Der Vorsitzende der Kommission für gesellschaftliche und soziale Fragen der Deutschen Bischofskonferenz, der Essener Bischof Franz-Josef Overbeck, hat in Reaktion auf den im Europäischen Parlament beratenen „Matić-Bericht“ (vgl. CIG Nr. 28, S. 2) die bioethische Position der Kirche jüngst bekräftigt: „Im Zentrum unserer Sorge steht der Schutz der unantastbaren, unveräußerlichen und gleichen personalen Würde aller Menschen. Das umfasst den Schutz von Frauen vor Ausbeutung, Unterdrückung und Gewalt sowie die Verteidigung ihrer körperlichen und seelischen Unversehrtheit, ihrer Würde und ihrer Rechte. Es umfasst darüber hinaus den Schutz des ungeborenen Lebens, denn auch dem ungeborenen Kind kommen von Anfang an Menschenwürde, ein Recht auf Leben und ein eigenständiger Schutzanspruch zu.
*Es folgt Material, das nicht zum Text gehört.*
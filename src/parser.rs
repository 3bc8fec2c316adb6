//! Line parser for WhatsApp-style text exports.
//!
//! Each accepted line has the shape
//!
//! ```text
//! <timestamp> - [<sender>: ]<body>
//! ```
//!
//! The line is trimmed, split once on `" - "` and the remainder is split once
//! on `": "`. Only the first occurrence of each separator is significant, so
//! bodies keep any later `" - "` or `": "` verbatim. A line with no `": "`
//! after the timestamp is attributed to the unknown sender (encryption
//! notices, "X added Y" and similar system lines).
//!
//! Lines may end in `\n`, `\r\n` or a bare `\r`.
//!
//! # Example
//!
//! ```rust
//! use chatconv::parser::ChatParser;
//!
//! let parser = ChatParser::new();
//! let outcome = parser.parse_str("1/1/24, 10:00 AM - Aditya: Hello there\nnoise\n")?;
//!
//! assert_eq!(outcome.messages.len(), 1);
//! assert_eq!(outcome.messages[0].sender, "Aditya");
//! assert_eq!(outcome.skipped, 1);
//! # Ok::<(), chatconv::ChatpackError>(())
//! ```

use std::fs;
use std::path::Path;

use tracing::{debug, trace};

use crate::Message;
use crate::config::ParserConfig;
use crate::error::{ChatpackError, Result};
use crate::message::UNKNOWN_SENDER;

/// Separator between the timestamp and the rest of the line.
pub const TIMESTAMP_SEPARATOR: &str = " - ";
/// Separator between the sender and the body.
pub const SENDER_SEPARATOR: &str = ": ";

/// Parses one line with the default unknown-sender label.
///
/// Returns `None` for blank lines and lines without `" - "`.
///
/// ```rust
/// use chatconv::parser::parse_line;
///
/// let msg = parse_line("1/1/24, 10:01 AM - Messages to this chat are now secured.").unwrap();
/// assert_eq!(msg.sender, "Unknown");
/// assert!(parse_line("just some text").is_none());
/// ```
pub fn parse_line(line: &str) -> Option<Message> {
    split_line(line, UNKNOWN_SENDER)
}

fn split_line(line: &str, unknown_sender: &str) -> Option<Message> {
    let (timestamp, message) = line.trim().split_once(TIMESTAMP_SEPARATOR)?;

    let msg = match message.split_once(SENDER_SEPARATOR) {
        Some((sender, body)) => Message::new(timestamp, sender, body),
        None => Message::new(timestamp, unknown_sender, message),
    };
    Some(msg)
}

/// Splits on `\n`, `\r\n` and a bare `\r`.
///
/// Like [`str::lines`], a trailing line break does not produce an empty
/// final line.
fn split_lines(content: &str) -> impl Iterator<Item = &str> {
    let mut rest = content;
    std::iter::from_fn(move || {
        if rest.is_empty() {
            return None;
        }
        let line = match rest.find(['\r', '\n']) {
            Some(idx) => {
                let line = &rest[..idx];
                let break_len = if rest[idx..].starts_with("\r\n") { 2 } else { 1 };
                rest = &rest[idx + break_len..];
                line
            }
            None => std::mem::take(&mut rest),
        };
        Some(line)
    })
}

/// Result of parsing a whole export.
#[derive(Debug, Clone, Default, PartialEq, Eq)]
pub struct ParseOutcome {
    /// Records in input order.
    pub messages: Vec<Message>,
    /// Non-blank lines dropped for lacking the `" - "` separator.
    pub skipped: usize,
}

/// Parser for WhatsApp text exports.
///
/// # Example
///
/// ```rust,no_run
/// use chatconv::parser::ChatParser;
/// use std::path::Path;
///
/// let parser = ChatParser::new();
/// let outcome = parser.parse(Path::new("whatsapp_chat.txt"))?;
/// println!("{} messages", outcome.messages.len());
/// # Ok::<(), chatconv::ChatpackError>(())
/// ```
#[derive(Debug, Clone, Default)]
pub struct ChatParser {
    config: ParserConfig,
}

impl ChatParser {
    /// Creates a new parser with default configuration.
    pub fn new() -> Self {
        Self::default()
    }

    /// Creates a parser with custom configuration.
    pub fn with_config(config: ParserConfig) -> Self {
        Self { config }
    }

    /// Returns the current configuration.
    pub fn config(&self) -> &ParserConfig {
        &self.config
    }

    /// Reads and parses an export file.
    ///
    /// Fails only on I/O errors, invalid UTF-8, or (in strict mode) the first
    /// line without a separator.
    pub fn parse(&self, path: &Path) -> Result<ParseOutcome> {
        let bytes = fs::read(path)?;
        let content = String::from_utf8(bytes).map_err(|source| ChatpackError::Utf8 {
            path: path.to_path_buf(),
            source,
        })?;
        self.parse_lines(&content, Some(path))
    }

    /// Parses export content already held in memory.
    pub fn parse_str(&self, content: &str) -> Result<ParseOutcome> {
        self.parse_lines(content, None)
    }

    fn parse_lines(&self, content: &str, path: Option<&Path>) -> Result<ParseOutcome> {
        let mut outcome = ParseOutcome::default();

        for (idx, line) in split_lines(content).enumerate() {
            if line.trim().is_empty() {
                continue;
            }

            match split_line(line, &self.config.unknown_sender) {
                Some(msg) => {
                    trace!(line = idx + 1, sender = %msg.sender, "parsed message");
                    outcome.messages.push(msg);
                }
                None if self.config.skip_invalid => {
                    debug!(line = idx + 1, "skipping line without ' - ' separator");
                    outcome.skipped += 1;
                }
                None => {
                    return Err(ChatpackError::parse(
                        idx + 1,
                        "expected '<timestamp> - <message>'",
                        path.map(Path::to_path_buf),
                    ));
                }
            }
        }

        debug!(
            messages = outcome.messages.len(),
            skipped = outcome.skipped,
            "parsed export"
        );
        Ok(outcome)
    }
}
Das Recht auf Leben ist dabei dasjenige unter den Menschenrechten, ohne das die anderen Rechte nicht zur Entfaltung kommen können.“ Zugleich stellt er sich unmissverständlich gegen die Vereinnahmungsversuche von, „Populisten und Extremisten,… die mit ihren Parolen zum Lebensschutz eigennützig nur vermeintlich christliche Positionen vertreten, die sie in anderen Kontexten nur zu gerne ignorieren.“

Ein ähnlicher Zugang ergibt sich im Blick auf die Frage nach dem assistierten Suizid. Aus katholischer Sicht ist dieser zwar grundsätzlich abzulehnen. In Deutschland ergibt sich aber aus dem Urteil des Bundesverfassungsgerichts vom 26. Februar 2020 eine Verpflichtung des Staates, den assistierten Suizid rechtlich zu regeln. Es stellt sich also die Frage, wie mit dem Urteil umzugehen ist.

Man darf es sich nicht einfach machen, indem man assistierten Suizid verbietet, ohne Unterstützungsangebote auszubauen. Hospiz- und Palliativarbeit sind zu fördern.

Die AfD positioniert sich zu legalem assistiertem Suizid nicht, sondern stellt in ihrem Programm fest: „Der Prozess des Sterbens ist durch die bewährte Palliativmedizin und eine passive Sterbehilfe zu begleiten.“ Die Unionsparteien setzen bei den Regelungen dazu auf eine „lebenbejahende Beratung“ und eine flächendeckende Versorgung mit Palliativ- und Hospizmedizin als Gegenmaßnahme zu einer Kommerzialisierung der Sterbehilfe. Die Grünen setzen sich ebenfalls für eine flächendeckende Versorgung mit Palliativmedizin und Hospizen ein, machen sich zugleich aber für ein „Recht auf selbstbestimmtes Sterben“ stark. Die FDP spricht sich für ein liberales Sterbehilfegesetz aus, äußert sich aber nicht weiter zu Fragen der Beratung. SPD und Die Linke positionieren sich in ihren Programmen hierzu nicht.

Staat und Gesellschaft haben nach katholischer Soziallehre den Auftrag, Lebensverhältnisse zu schaffen, dass Menschen auch in Krankheit und Leid einen lebenswerten Sinn in ihrem Leben entdecken können. Entscheidend ist es, die Bedingungen am Lebensende erträglich zu gestalten und es sich nicht einfach zu machen, indem man assistierten Suizid verbietet, ohne Unterstützungsangebote auszubauen. Insbesondere Hospiz- und Palliativarbeit sind zu fördern.

Unsere Analyse hat das Ziel, denjenigen eine sozialethische Orientierungshilfe anzubieten, die die Grundsätze der katholischen Soziallehre bei ihrer Wahlentscheidung mitberücksichtigen und sich auf dieser Grundlage einen Überblick über die Kernpositionen der Wahlprogramme verschaffen möchten. Es liegt dem Text jedoch fern, eine Wahlempfehlung zu geben. Es kommt auf die freie Entscheidung der Wählerin und des Wählers nach bestem Wissen und Gewissen an. Das bedeutet auch Verantwortung. Nicht nur für Politiker, auch für uns Staatsbürger sollte daher gelten, das Gemeinwohl vor den eigenen Interessen zu sehen, Kompromisse zu akzeptieren und den Respekt vor Andersdenkenden und Anderslebenden zu wahren. Auch braucht es den Mut zur Kontroverse in den politischen Sachfragen. Das „Gemeinsame Wort der Kirchen zur Demokratie“ nennt die entsprechende Tugend die „demokratische Sittlichkeit“.